_Your instructions_. Exactly as they appear, copy the lines from the start of the entries below to the line containing "use easyerr::ResultExt;", both ends included.

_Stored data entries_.
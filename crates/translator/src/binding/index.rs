//! Bindless regime: every descriptor has a stable slot in one large heap, and shaders receive
//! the slots they use through a small constant buffer per stage.
use std::collections::VecDeque;

use easyerr::ResultExt;
use rustc_hash::{FxBuildHasher, FxHashMap};
use schnellru::{ByLength, LruMap};
use xenos::ShaderStage;
use xenos::shader::TextureDimension;
use zerocopy::IntoBytes;

use super::{BindCtx, BindError, DescriptorRequest, Regime, root};
use crate::host::{Command, Descriptor, Device, GpuAddress, Heap, HeapKind, HostError, View};
use crate::modules::{Recorder, TextureView};
use crate::upload::CONSTANT_ALIGNMENT;

// view heap layout
const SHARED_MEMORY_SRV: u32 = 0;
const SHARED_MEMORY_UAV: u32 = 1;
const NULL_TEXTURES: u32 = 2;
const FIRST_TEXTURE: u32 = NULL_TEXTURES + 4;

// root parameters
const PIXEL_INDICES: u32 = root::REGIME;
const VERTEX_INDICES: u32 = root::REGIME + 1;
const VIEW_HEAP: u32 = root::REGIME + 2;
const SAMPLER_HEAP: u32 = root::REGIME + 3;

fn indices_parameter(stage: ShaderStage) -> u32 {
    match stage {
        ShaderStage::Vertex => VERTEX_INDICES,
        ShaderStage::Pixel => PIXEL_INDICES,
    }
}

/// The descriptor indices last uploaded for a stage.
#[derive(Debug, Default)]
struct StageIndices {
    /// Hash of the shader they were uploaded for.
    shader: Option<u64>,
    indices: Vec<u32>,
    address: Option<GpuAddress>,
}

pub struct IndexRegime {
    view_heap: Heap,
    view_capacity: u32,
    sampler_heap: Heap,
    sampler_capacity: u32,

    // textures
    textures: LruMap<u64, u32, ByLength, FxBuildHasher>,
    texture_limit: usize,
    next_texture: u32,
    free_textures: Vec<u32>,
    /// Slots evicted from the cache, with the submission that could last reference them.
    pending_textures: VecDeque<(u64, u32)>,

    // samplers
    samplers: FxHashMap<u64, u32>,
    next_sampler: u32,

    stages: [StageIndices; 2],
}

impl IndexRegime {
    pub fn new(
        device: &mut dyn Device,
        view_capacity: u32,
        sampler_capacity: u32,
    ) -> Result<Self, HostError> {
        assert!(view_capacity > FIRST_TEXTURE, "view heap is too small");
        assert!(sampler_capacity > 0);

        let view_heap = device.create_heap(HeapKind::View, view_capacity)?;
        let sampler_heap = device.create_heap(HeapKind::Sampler, sampler_capacity)?;

        let fixed = [
            (SHARED_MEMORY_SRV, View::SharedMemory { writable: false }),
            (SHARED_MEMORY_UAV, View::SharedMemory { writable: true }),
            (NULL_TEXTURES, View::NullTexture(TextureDimension::D1)),
            (NULL_TEXTURES + 1, View::NullTexture(TextureDimension::D2)),
            (NULL_TEXTURES + 2, View::NullTexture(TextureDimension::D3)),
            (NULL_TEXTURES + 3, View::NullTexture(TextureDimension::Cube)),
        ];

        for (index, view) in fixed {
            device.write_descriptor(
                Descriptor {
                    heap: view_heap,
                    index,
                },
                &view,
            );
        }

        // half of the texture slots are kept for evicted slots waiting for their submission
        let texture_limit = ((view_capacity - FIRST_TEXTURE) / 2).max(1) as usize;

        Ok(Self {
            view_heap,
            view_capacity,
            sampler_heap,
            sampler_capacity,

            textures: LruMap::with_hasher(ByLength::new(texture_limit as u32), FxBuildHasher),
            texture_limit,
            next_texture: FIRST_TEXTURE,
            free_textures: Vec::new(),
            pending_textures: VecDeque::new(),

            samplers: FxHashMap::default(),
            next_sampler: 0,

            stages: Default::default(),
        })
    }

    fn texture_slot(
        &mut self,
        device: &mut dyn Device,
        submission: u64,
        view: &TextureView,
    ) -> Result<u32, BindError> {
        if let View::NullTexture(dimension) = view.view {
            return Ok(NULL_TEXTURES + dimension as u32);
        }

        if let Some(slot) = self.textures.get(&view.key) {
            return Ok(*slot);
        }

        if self.textures.len() >= self.texture_limit
            && let Some((_, slot)) = self.textures.pop_oldest()
        {
            self.pending_textures.push_back((submission, slot));
        }

        let slot = match self.free_textures.pop() {
            Some(slot) => slot,
            None if self.next_texture < self.view_capacity => {
                self.next_texture += 1;
                self.next_texture - 1
            }
            None => {
                tracing::warn!("out of texture descriptor slots");
                return Err(BindError::Exhausted);
            }
        };

        device.write_descriptor(
            Descriptor {
                heap: self.view_heap,
                index: slot,
            },
            &view.view,
        );

        self.textures.insert(view.key, slot);
        Ok(slot)
    }

    /// Sampler slots of each stage, or `None` if the heap is full.
    fn sampler_slots(
        &mut self,
        device: &mut dyn Device,
        samplers: &[Vec<u64>; 2],
    ) -> Option<[Vec<u32>; 2]> {
        let mut slots: [Vec<u32>; 2] = Default::default();

        for (stage, keys) in samplers.iter().enumerate() {
            for &key in keys {
                let slot = match self.samplers.get(&key) {
                    Some(&slot) => slot,
                    None if self.next_sampler < self.sampler_capacity => {
                        let slot = self.next_sampler;
                        self.next_sampler += 1;

                        device.write_descriptor(
                            Descriptor {
                                heap: self.sampler_heap,
                                index: slot,
                            },
                            &View::Sampler(key),
                        );

                        self.samplers.insert(key, slot);
                        slot
                    }
                    None => return None,
                };

                slots[stage].push(slot);
            }
        }

        Some(slots)
    }

    /// Switches to a new sampler heap. Every sampler slot assigned so far belongs to the old
    /// heap, which is released once the open submission completes.
    fn overflow(&mut self, rec: &mut Recorder, up_to_date: &mut u32) -> Result<(), BindError> {
        let heap = rec
            .device
            .create_heap(HeapKind::Sampler, self.sampler_capacity)
            .context(BindCtx::Host)?;

        tracing::debug!(
            old = self.sampler_heap.0,
            new = heap.0,
            samplers = self.samplers.len(),
            "sampler heap overflow"
        );

        rec.submissions.retire_heap(self.sampler_heap);
        self.sampler_heap = heap;
        self.samplers.clear();
        self.next_sampler = 0;

        for stage in &mut self.stages {
            stage.shader = None;
        }

        rec.push(Command::SetDescriptorHeaps {
            view: Some(self.view_heap),
            sampler: Some(self.sampler_heap),
        });
        *up_to_date &= !(root::bit(VIEW_HEAP) | root::bit(SAMPLER_HEAP));

        Ok(())
    }
}

impl Regime for IndexRegime {
    fn begin_submission(&mut self, rec: &mut Recorder) {
        rec.push(Command::SetDescriptorHeaps {
            view: Some(self.view_heap),
            sampler: Some(self.sampler_heap),
        });
    }

    fn update(&mut self, rec: &mut Recorder, request: DescriptorRequest) -> Result<(), BindError> {
        let DescriptorRequest {
            regs,
            textures,
            uploads,
            shaders,
            dirty,
            up_to_date,
            ..
        } = request;

        let mut views: [Vec<TextureView>; 2] = Default::default();
        let mut samplers: [Vec<u64>; 2] = Default::default();
        for (stage, shader) in shaders.iter().enumerate() {
            let Some(shader) = shader else {
                continue;
            };

            views[stage] = shader
                .info
                .textures
                .iter()
                .map(|binding| textures.view(regs, binding))
                .collect();

            samplers[stage] = shader
                .info
                .samplers
                .iter()
                .map(|binding| textures.sampler(regs, binding))
                .collect();
        }

        let sampler_slots = match self.sampler_slots(rec.device, &samplers) {
            Some(slots) => slots,
            None => {
                self.overflow(rec, up_to_date)?;
                self.sampler_slots(rec.device, &samplers).ok_or_else(|| {
                    tracing::warn!("draw uses more samplers than fit in a heap");
                    BindError::Exhausted
                })?
            }
        };

        let submission = rec.submission();
        let frame = rec.frame();
        for stage in [ShaderStage::Vertex, ShaderStage::Pixel] {
            let index = stage as usize;
            let Some(shader) = shaders[index] else {
                continue;
            };

            let mut indices = Vec::with_capacity(views[index].len() + sampler_slots[index].len());
            for view in &views[index] {
                indices.push(self.texture_slot(rec.device, submission, view)?);
            }
            indices.extend_from_slice(&sampler_slots[index]);

            let current = &mut self.stages[index];
            if !dirty[index]
                && current.shader == Some(shader.hash)
                && current.indices == indices
                && current.address.is_some()
            {
                continue;
            }

            let mut data = indices.clone();
            data.resize(data.len().next_multiple_of(4).max(4), 0);
            let address = uploads
                .upload(rec.device, frame, data.as_bytes(), CONSTANT_ALIGNMENT)
                .context(BindCtx::Host)?;

            current.shader = Some(shader.hash);
            current.indices = indices;
            current.address = Some(address);
            *up_to_date &= !root::bit(indices_parameter(stage));
        }

        for stage in [ShaderStage::Vertex, ShaderStage::Pixel] {
            let parameter = indices_parameter(stage);
            if *up_to_date & root::bit(parameter) != 0 {
                continue;
            }

            if let Some(address) = self.stages[stage as usize].address {
                rec.push(Command::SetRootConstantBuffer { parameter, address });
                *up_to_date |= root::bit(parameter);
            }
        }

        for (parameter, heap) in [(VIEW_HEAP, self.view_heap), (SAMPLER_HEAP, self.sampler_heap)]
        {
            if *up_to_date & root::bit(parameter) == 0 {
                rec.push(Command::SetRootTable {
                    parameter,
                    descriptor: Descriptor { heap, index: 0 },
                });
                *up_to_date |= root::bit(parameter);
            }
        }

        Ok(())
    }

    fn submission_completed(&mut self, completed: u64) {
        while let Some(&(submission, slot)) = self.pending_textures.front() {
            if submission > completed {
                break;
            }

            self.pending_textures.pop_front();
            self.free_textures.push(slot);
        }
    }
}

_Solution to the problem_.
filename crates/translator/src/binding/index.rs
//! Bindless regime: every descriptor has a stable slot in one large heap, and shaders receive
//! the slots they use through a small constant buffer per stage.
use std::collections::VecDeque;

use easyerr::ResultExt;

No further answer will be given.